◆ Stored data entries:

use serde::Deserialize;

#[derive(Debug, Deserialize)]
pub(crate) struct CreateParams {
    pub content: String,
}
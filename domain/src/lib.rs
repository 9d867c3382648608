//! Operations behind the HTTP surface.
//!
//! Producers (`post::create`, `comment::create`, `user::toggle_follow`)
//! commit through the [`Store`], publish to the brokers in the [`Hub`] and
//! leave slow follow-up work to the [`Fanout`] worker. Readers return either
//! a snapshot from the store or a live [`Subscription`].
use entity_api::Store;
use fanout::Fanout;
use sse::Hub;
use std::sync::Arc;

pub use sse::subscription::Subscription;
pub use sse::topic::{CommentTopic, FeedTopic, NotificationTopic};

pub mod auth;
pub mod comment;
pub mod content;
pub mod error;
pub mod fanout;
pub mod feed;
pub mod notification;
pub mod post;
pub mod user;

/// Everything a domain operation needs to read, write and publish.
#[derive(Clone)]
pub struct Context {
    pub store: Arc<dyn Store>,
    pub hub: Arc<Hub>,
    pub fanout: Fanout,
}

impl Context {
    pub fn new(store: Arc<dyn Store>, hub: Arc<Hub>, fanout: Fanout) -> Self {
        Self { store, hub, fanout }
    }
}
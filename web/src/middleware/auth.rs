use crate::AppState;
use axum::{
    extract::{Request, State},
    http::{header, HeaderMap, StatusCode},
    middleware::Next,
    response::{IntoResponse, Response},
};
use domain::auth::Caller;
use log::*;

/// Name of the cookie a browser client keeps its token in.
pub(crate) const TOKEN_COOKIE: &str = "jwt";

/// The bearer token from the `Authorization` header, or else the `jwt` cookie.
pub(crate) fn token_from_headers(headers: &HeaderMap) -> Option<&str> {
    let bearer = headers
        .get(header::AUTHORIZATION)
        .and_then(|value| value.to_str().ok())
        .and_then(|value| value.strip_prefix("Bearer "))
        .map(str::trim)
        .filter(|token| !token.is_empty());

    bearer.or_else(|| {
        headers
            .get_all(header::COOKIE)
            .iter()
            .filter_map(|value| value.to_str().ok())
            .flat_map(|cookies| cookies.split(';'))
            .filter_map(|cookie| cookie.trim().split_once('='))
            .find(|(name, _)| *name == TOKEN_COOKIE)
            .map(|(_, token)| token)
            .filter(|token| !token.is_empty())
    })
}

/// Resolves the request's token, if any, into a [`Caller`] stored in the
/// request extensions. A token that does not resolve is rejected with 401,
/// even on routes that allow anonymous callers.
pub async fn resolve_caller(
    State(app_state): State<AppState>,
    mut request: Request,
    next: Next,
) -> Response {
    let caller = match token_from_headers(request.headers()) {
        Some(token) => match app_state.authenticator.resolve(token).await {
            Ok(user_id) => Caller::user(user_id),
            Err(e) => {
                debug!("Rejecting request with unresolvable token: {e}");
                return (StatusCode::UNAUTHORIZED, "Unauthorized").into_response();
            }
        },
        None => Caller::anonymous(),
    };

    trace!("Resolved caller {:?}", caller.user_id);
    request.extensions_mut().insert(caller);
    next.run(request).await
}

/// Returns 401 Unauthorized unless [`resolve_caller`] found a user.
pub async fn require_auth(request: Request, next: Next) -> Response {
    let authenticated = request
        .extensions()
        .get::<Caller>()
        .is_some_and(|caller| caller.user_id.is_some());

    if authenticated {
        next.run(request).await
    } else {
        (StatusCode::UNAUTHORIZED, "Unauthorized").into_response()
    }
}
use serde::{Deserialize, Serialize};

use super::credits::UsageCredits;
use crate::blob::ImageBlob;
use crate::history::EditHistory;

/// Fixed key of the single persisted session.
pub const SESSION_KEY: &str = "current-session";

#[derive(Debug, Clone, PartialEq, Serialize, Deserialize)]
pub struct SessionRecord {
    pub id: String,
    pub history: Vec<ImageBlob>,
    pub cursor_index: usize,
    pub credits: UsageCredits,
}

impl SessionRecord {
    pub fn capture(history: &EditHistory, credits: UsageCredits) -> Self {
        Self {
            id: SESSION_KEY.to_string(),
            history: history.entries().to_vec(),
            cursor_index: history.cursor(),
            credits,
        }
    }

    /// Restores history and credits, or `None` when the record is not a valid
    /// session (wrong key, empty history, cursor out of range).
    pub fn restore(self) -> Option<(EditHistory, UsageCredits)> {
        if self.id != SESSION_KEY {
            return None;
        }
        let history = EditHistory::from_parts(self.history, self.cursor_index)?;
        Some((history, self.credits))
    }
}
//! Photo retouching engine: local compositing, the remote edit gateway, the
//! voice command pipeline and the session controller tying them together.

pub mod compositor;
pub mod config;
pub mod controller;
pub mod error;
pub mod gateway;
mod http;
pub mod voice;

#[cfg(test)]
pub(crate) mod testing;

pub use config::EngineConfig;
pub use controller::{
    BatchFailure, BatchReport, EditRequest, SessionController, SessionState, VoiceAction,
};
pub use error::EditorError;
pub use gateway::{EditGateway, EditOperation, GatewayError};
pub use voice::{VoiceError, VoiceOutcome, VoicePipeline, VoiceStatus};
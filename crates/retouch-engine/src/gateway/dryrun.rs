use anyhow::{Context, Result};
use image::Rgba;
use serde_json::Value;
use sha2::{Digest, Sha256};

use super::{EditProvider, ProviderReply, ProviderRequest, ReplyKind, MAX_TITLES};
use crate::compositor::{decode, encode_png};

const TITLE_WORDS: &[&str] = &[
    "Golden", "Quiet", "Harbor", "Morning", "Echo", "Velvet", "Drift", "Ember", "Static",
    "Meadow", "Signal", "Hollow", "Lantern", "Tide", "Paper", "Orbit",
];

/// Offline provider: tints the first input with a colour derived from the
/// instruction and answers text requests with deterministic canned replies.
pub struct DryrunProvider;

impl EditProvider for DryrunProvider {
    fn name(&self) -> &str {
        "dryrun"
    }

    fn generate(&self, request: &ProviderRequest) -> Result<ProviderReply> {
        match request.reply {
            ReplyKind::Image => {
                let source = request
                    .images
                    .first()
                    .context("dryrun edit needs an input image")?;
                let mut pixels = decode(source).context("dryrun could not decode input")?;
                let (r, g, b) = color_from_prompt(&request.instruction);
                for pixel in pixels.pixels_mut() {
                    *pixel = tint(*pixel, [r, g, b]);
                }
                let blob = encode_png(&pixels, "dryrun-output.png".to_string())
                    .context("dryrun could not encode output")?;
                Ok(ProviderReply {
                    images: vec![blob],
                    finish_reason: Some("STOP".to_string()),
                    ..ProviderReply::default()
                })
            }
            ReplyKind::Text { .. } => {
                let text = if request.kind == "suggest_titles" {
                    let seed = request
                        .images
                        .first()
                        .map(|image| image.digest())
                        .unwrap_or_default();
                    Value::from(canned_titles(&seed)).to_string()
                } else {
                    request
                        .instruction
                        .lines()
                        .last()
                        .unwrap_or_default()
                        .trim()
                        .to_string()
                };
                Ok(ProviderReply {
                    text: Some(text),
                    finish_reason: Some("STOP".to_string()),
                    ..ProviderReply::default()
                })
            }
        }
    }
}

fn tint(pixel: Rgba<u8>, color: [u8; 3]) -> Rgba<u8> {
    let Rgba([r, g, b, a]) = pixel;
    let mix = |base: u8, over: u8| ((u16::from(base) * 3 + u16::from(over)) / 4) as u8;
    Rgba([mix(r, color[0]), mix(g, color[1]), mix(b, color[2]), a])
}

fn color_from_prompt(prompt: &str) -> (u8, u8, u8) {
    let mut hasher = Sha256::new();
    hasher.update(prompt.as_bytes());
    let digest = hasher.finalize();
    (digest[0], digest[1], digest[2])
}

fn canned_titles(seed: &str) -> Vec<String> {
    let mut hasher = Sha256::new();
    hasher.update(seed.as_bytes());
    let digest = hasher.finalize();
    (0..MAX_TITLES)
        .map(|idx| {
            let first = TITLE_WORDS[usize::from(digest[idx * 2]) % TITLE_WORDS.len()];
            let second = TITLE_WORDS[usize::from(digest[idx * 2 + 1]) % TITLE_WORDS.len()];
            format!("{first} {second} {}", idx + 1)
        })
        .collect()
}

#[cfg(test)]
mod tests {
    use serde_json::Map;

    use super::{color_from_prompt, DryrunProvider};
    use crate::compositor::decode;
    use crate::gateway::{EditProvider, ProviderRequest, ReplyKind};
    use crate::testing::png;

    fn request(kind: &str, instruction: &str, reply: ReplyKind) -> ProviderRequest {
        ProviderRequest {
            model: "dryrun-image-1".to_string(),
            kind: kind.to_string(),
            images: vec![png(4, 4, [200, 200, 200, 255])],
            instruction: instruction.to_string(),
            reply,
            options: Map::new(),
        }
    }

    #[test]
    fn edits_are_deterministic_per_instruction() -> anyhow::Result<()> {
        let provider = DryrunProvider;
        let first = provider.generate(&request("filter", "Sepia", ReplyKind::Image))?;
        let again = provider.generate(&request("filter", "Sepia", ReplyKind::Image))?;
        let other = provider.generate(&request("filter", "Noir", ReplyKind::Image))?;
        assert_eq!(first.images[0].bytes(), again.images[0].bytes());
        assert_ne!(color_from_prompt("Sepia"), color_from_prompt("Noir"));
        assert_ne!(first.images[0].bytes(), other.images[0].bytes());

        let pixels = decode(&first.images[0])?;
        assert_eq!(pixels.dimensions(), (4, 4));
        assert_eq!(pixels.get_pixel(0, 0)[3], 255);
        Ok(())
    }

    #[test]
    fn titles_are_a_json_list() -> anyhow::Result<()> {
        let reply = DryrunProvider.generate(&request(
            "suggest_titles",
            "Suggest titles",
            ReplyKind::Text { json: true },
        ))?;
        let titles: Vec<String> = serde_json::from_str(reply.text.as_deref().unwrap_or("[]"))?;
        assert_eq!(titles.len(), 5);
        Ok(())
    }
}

◆ Exercise instructions: Exactly as they stand, set down the lines from the top of the data through the line with "Readers return either".

◆ Task result:
use serde::Deserialize;

#[derive(Debug, Deserialize)]
pub(crate) struct CreateParams {
    pub content: String,
}
filename domain/src/lib.rs
repository 9d867c3382648608
//! Operations behind the HTTP surface.
//!
//! Producers (`post::create`, `comment::create`, `user::toggle_follow`)
//! commit through the [`Store`], publish to the brokers in the [`Hub`] and
//! leave slow follow-up work to the [`Fanout`] worker. Readers return either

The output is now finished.